Stored items
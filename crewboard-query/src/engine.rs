//! Query evaluation: filter, then sort, then page

use crate::error::{QueryError, Result};
use crate::options::{Direction, QueryOptions};
use crate::sort::Sortable;

/// Applies `options` to `rows`: filter, then sort, then paging
///
/// Pure function of its inputs: the same rows and options always produce
/// the same ordered output. The sort is stable and unsorted queries keep
/// input order, so callers feeding id-ordered rows get deterministic
/// results. An unknown sort field fails even when `rows` is empty. An
/// inactive page (non-positive number or size) returns everything.
pub fn evaluate<T: Sortable>(rows: Vec<T>, options: &QueryOptions<T>) -> Result<Vec<T>> {
    let mut rows = rows;

    if let Some(filter) = &options.filter {
        rows.retain(|row| filter(row));
    }

    if let Some(sort) = &options.sort {
        if !T::sort_fields().contains(&sort.field.as_str()) {
            return Err(QueryError::unknown_sort_field(sort.field.as_str()));
        }
        rows.sort_by(|a, b| {
            let ordering = a.sort_key(&sort.field).cmp(&b.sort_key(&sort.field));
            match sort.direction {
                Direction::Asc => ordering,
                Direction::Desc => ordering.reverse(),
            }
        });
    }

    if let Some(page) = options.page.filter(|p| p.is_active()) {
        rows = rows
            .into_iter()
            .skip(page.skip())
            .take(page.take())
            .collect();
    }

    Ok(rows)
}

#[cfg(test)]
mod tests {
    use super::*;
    use crate::options::Sort;
    use crate::sort::SortKey;

    #[derive(Debug, Clone, PartialEq)]
    struct Row {
        name: String,
        rank: i64,
    }

    impl Row {
        fn new(name: &str, rank: i64) -> Self {
            Self {
                name: name.into(),
                rank,
            }
        }
    }

    impl Sortable for Row {
        fn sort_fields() -> &'static [&'static str] {
            &["name", "rank"]
        }

        fn sort_key(&self, field: &str) -> Option<SortKey> {
            match field {
                "name" => Some(SortKey::Text(self.name.clone())),
                "rank" => Some(SortKey::Int(self.rank)),
                _ => None,
            }
        }
    }

    fn ten_rows() -> Vec<Row> {
        (1..=10).map(|n| Row::new(&format!("row-{n:02}"), n)).collect()
    }

    #[test]
    fn test_no_options_preserves_input_order() {
        let rows = vec![Row::new("c", 3), Row::new("a", 1), Row::new("b", 2)];
        let result = evaluate(rows.clone(), &QueryOptions::new()).unwrap();
        assert_eq!(result, rows);
    }

    #[test]
    fn test_filter() {
        let result = evaluate(
            ten_rows(),
            &QueryOptions::new().with_filter(|row: &Row| row.rank % 2 == 0),
        )
        .unwrap();
        assert_eq!(result.len(), 5);
        assert!(result.iter().all(|row| row.rank % 2 == 0));
    }

    #[test]
    fn test_sort_asc_and_desc() {
        let rows = vec![Row::new("b", 2), Row::new("c", 3), Row::new("a", 1)];

        let asc = evaluate(rows.clone(), &QueryOptions::new().with_sort(Sort::asc("name"))).unwrap();
        assert_eq!(asc[0].name, "a");
        assert_eq!(asc[2].name, "c");

        let desc = evaluate(rows, &QueryOptions::new().with_sort(Sort::desc("rank"))).unwrap();
        assert_eq!(desc[0].rank, 3);
        assert_eq!(desc[2].rank, 1);
    }

    #[test]
    fn test_sort_is_stable() {
        let rows = vec![
            Row::new("first", 1),
            Row::new("second", 1),
            Row::new("third", 1),
        ];
        let result = evaluate(rows, &QueryOptions::new().with_sort(Sort::asc("rank"))).unwrap();
        assert_eq!(result[0].name, "first");
        assert_eq!(result[1].name, "second");
        assert_eq!(result[2].name, "third");
    }

    #[test]
    fn test_unknown_sort_field() {
        let result = evaluate(ten_rows(), &QueryOptions::new().with_sort(Sort::asc("priority")));
        assert!(matches!(result, Err(QueryError::UnknownSortField { .. })));
    }

    #[test]
    fn test_unknown_sort_field_on_empty_input() {
        let result = evaluate(
            Vec::<Row>::new(),
            &QueryOptions::new().with_sort(Sort::asc("priority")),
        );
        assert!(matches!(result, Err(QueryError::UnknownSortField { .. })));
    }

    #[test]
    fn test_page_two_of_size_three() {
        let result = evaluate(
            ten_rows(),
            &QueryOptions::new()
                .with_sort(Sort::asc("rank"))
                .with_page(2, 3),
        )
        .unwrap();
        assert_eq!(
            result.iter().map(|row| row.rank).collect::<Vec<_>>(),
            vec![4, 5, 6]
        );
    }

    #[test]
    fn test_last_page_may_be_short() {
        let result = evaluate(ten_rows(), &QueryOptions::new().with_page(4, 3)).unwrap();
        assert_eq!(result.iter().map(|row| row.rank).collect::<Vec<_>>(), vec![10]);
    }

    #[test]
    fn test_page_past_the_end_is_empty() {
        let result = evaluate(ten_rows(), &QueryOptions::new().with_page(5, 3)).unwrap();
        assert!(result.is_empty());
    }

    #[test]
    fn test_inactive_page_returns_everything() {
        for (number, size) in [(0, 3), (2, 0), (-1, 3), (2, -4), (0, 0)] {
            let result = evaluate(
                ten_rows(),
                &QueryOptions::new()
                    .with_sort(Sort::asc("rank"))
                    .with_page(number, size),
            )
            .unwrap();
            assert_eq!(result.len(), 10, "page {number}/{size} should not narrow");
            assert_eq!(result[0].rank, 1);
        }
    }

    #[test]
    fn test_filter_sort_page_compose() {
        // Odd ranks 1,3,5,7,9 sorted desc: 9,7,5,3,1 - page 2 of 2 is 5,3.
        let result = evaluate(
            ten_rows(),
            &QueryOptions::new()
                .with_filter(|row: &Row| row.rank % 2 == 1)
                .with_sort(Sort::desc("rank"))
                .with_page(2, 2),
        )
        .unwrap();
        assert_eq!(result.iter().map(|row| row.rank).collect::<Vec<_>>(), vec![5, 3]);
    }
}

WHAT YOU WILL DO — Repeat all of the records, letter for letter.

RESPONSE FOR THIS EXERCISE —
filename crewboard-query/src/engine.rs
//! Query evaluation: filter, then sort, then page

use crate::error::{QueryError, Result};
use crate::options::{Direction, QueryOptions};
use crate::sort::Sortable;

/// Applies `options` to `rows`: filter, then sort, then paging
///
/// Pure function of its inputs: the same rows and options always produce
/// the same ordered output. The sort is stable and unsorted queries keep
/// input order, so callers feeding id-ordered rows get deterministic
/// results. An unknown sort field fails even when `rows` is empty. An
/// inactive page (non-positive number or size) returns everything.
pub fn evaluate<T: Sortable>(rows: Vec<T>, options: &QueryOptions<T>) -> Result<Vec<T>> {
    let mut rows = rows;

    if let Some(filter) = &options.filter {
        rows.retain(|row| filter(row));
    }

    if let Some(sort) = &options.sort {
        if !T::sort_fields().contains(&sort.field.as_str()) {
            return Err(QueryError::unknown_sort_field(sort.field.as_str()));
        }
        rows.sort_by(|a, b| {
            let ordering = a.sort_key(&sort.field).cmp(&b.sort_key(&sort.field));
            match sort.direction {
                Direction::Asc => ordering,
                Direction::Desc => ordering.reverse(),
            }
        });
    }

    if let Some(page) = options.page.filter(|p| p.is_active()) {
        rows = rows
            .into_iter()
            .skip(page.skip())
            .take(page.take())
            .collect();
    }

    Ok(rows)
}

#[cfg(test)]
mod tests {
    use super::*;
    use crate::options::Sort;
    use crate::sort::SortKey;

    #[derive(Debug, Clone, PartialEq)]
    struct Row {
        name: String,
        rank: i64,
    }

    impl Row {
        fn new(name: &str, rank: i64) -> Self {
            Self {
                name: name.into(),
                rank,
            }
        }
    }

    impl Sortable for Row {
        fn sort_fields() -> &'static [&'static str] {
            &["name", "rank"]
        }

        fn sort_key(&self, field: &str) -> Option<SortKey> {
            match field {
                "name" => Some(SortKey::Text(self.name.clone())),
                "rank" => Some(SortKey::Int(self.rank)),
                _ => None,
            }
        }
    }

    fn ten_rows() -> Vec<Row> {
        (1..=10).map(|n| Row::new(&format!("row-{n:02}"), n)).collect()
    }

    #[test]
    fn test_no_options_preserves_input_order() {
        let rows = vec![Row::new("c", 3), Row::new("a", 1), Row::new("b", 2)];
        let result = evaluate(rows.clone(), &QueryOptions::new()).unwrap();
        assert_eq!(result, rows);
    }

    #[test]
    fn test_filter() {
        let result = evaluate(
            ten_rows(),
            &QueryOptions::new().with_filter(|row: &Row| row.rank % 2 == 0),
        )
        .unwrap();
        assert_eq!(result.len(), 5);
        assert!(result.iter().all(|row| row.rank % 2 == 0));
    }

    #[test]
    fn test_sort_asc_and_desc() {
        let rows = vec![Row::new("b", 2), Row::new("c", 3), Row::new("a", 1)];

        let asc = evaluate(rows.clone(), &QueryOptions::new().with_sort(Sort::asc("name"))).unwrap();
        assert_eq!(asc[0].name, "a");
        assert_eq!(asc[2].name, "c");

        let desc = evaluate(rows, &QueryOptions::new().with_sort(Sort::desc("rank"))).unwrap();
        assert_eq!(desc[0].rank, 3);
        assert_eq!(desc[2].rank, 1);
    }

    #[test]
    fn test_sort_is_stable() {
        let rows = vec![
            Row::new("first", 1),
            Row::new("second", 1),
            Row::new("third", 1),
        ];
        let result = evaluate(rows, &QueryOptions::new().with_sort(Sort::asc("rank"))).unwrap();
        assert_eq!(result[0].name, "first");
        assert_eq!(result[1].name, "second");
        assert_eq!(result[2].name, "third");
    }

    #[test]
    fn test_unknown_sort_field() {
        let result = evaluate(ten_rows(), &QueryOptions::new().with_sort(Sort::asc("priority")));
        assert!(matches!(result, Err(QueryError::UnknownSortField { .. })));
    }

    #[test]
    fn test_unknown_sort_field_on_empty_input() {
        let result = evaluate(
            Vec::<Row>::new(),
            &QueryOptions::new().with_sort(Sort::asc("priority")),
        );
        assert!(matches!(result, Err(QueryError::UnknownSortField { .. })));
    }

    #[test]
    fn test_page_two_of_size_three() {
        let result = evaluate(
            ten_rows(),
            &QueryOptions::new()
                .with_sort(Sort::asc("rank"))
                .with_page(2, 3),
        )
        .unwrap();
        assert_eq!(
            result.iter().map(|row| row.rank).collect::<Vec<_>>(),
            vec![4, 5, 6]
        );
    }

    #[test]
    fn test_last_page_may_be_short() {
        let result = evaluate(ten_rows(), &QueryOptions::new().with_page(4, 3)).unwrap();
        assert_eq!(result.iter().map(|row| row.rank).collect::<Vec<_>>(), vec![10]);
    }

    #[test]
    fn test_page_past_the_end_is_empty() {
        let result = evaluate(ten_rows(), &QueryOptions::new().with_page(5, 3)).unwrap();
        assert!(result.is_empty());
    }

    #[test]
    fn test_inactive_page_returns_everything() {
        for (number, size) in [(0, 3), (2, 0), (-1, 3), (2, -4), (0, 0)] {
            let result = evaluate(
                ten_rows(),
                &QueryOptions::new()
                    .with_sort(Sort::asc("rank"))
                    .with_page(number, size),
            )
            .unwrap();
            assert_eq!(result.len(), 10, "page {number}/{size} should not narrow");
            assert_eq!(result[0].rank, 1);
        }
    }

    #[test]
    fn test_filter_sort_page_compose() {
        // Odd ranks 1,3,5,7,9 sorted desc: 9,7,5,3,1 - page 2 of 2 is 5,3.
        let result = evaluate(
            ten_rows(),
            &QueryOptions::new()
                .with_filter(|row: &Row| row.rank % 2 == 1)
                .with_sort(Sort::desc("rank"))
                .with_page(2, 2),
        )
        .unwrap();
        assert_eq!(result.iter().map(|row| row.rank).collect::<Vec<_>>(), vec![5, 3]);
    }
}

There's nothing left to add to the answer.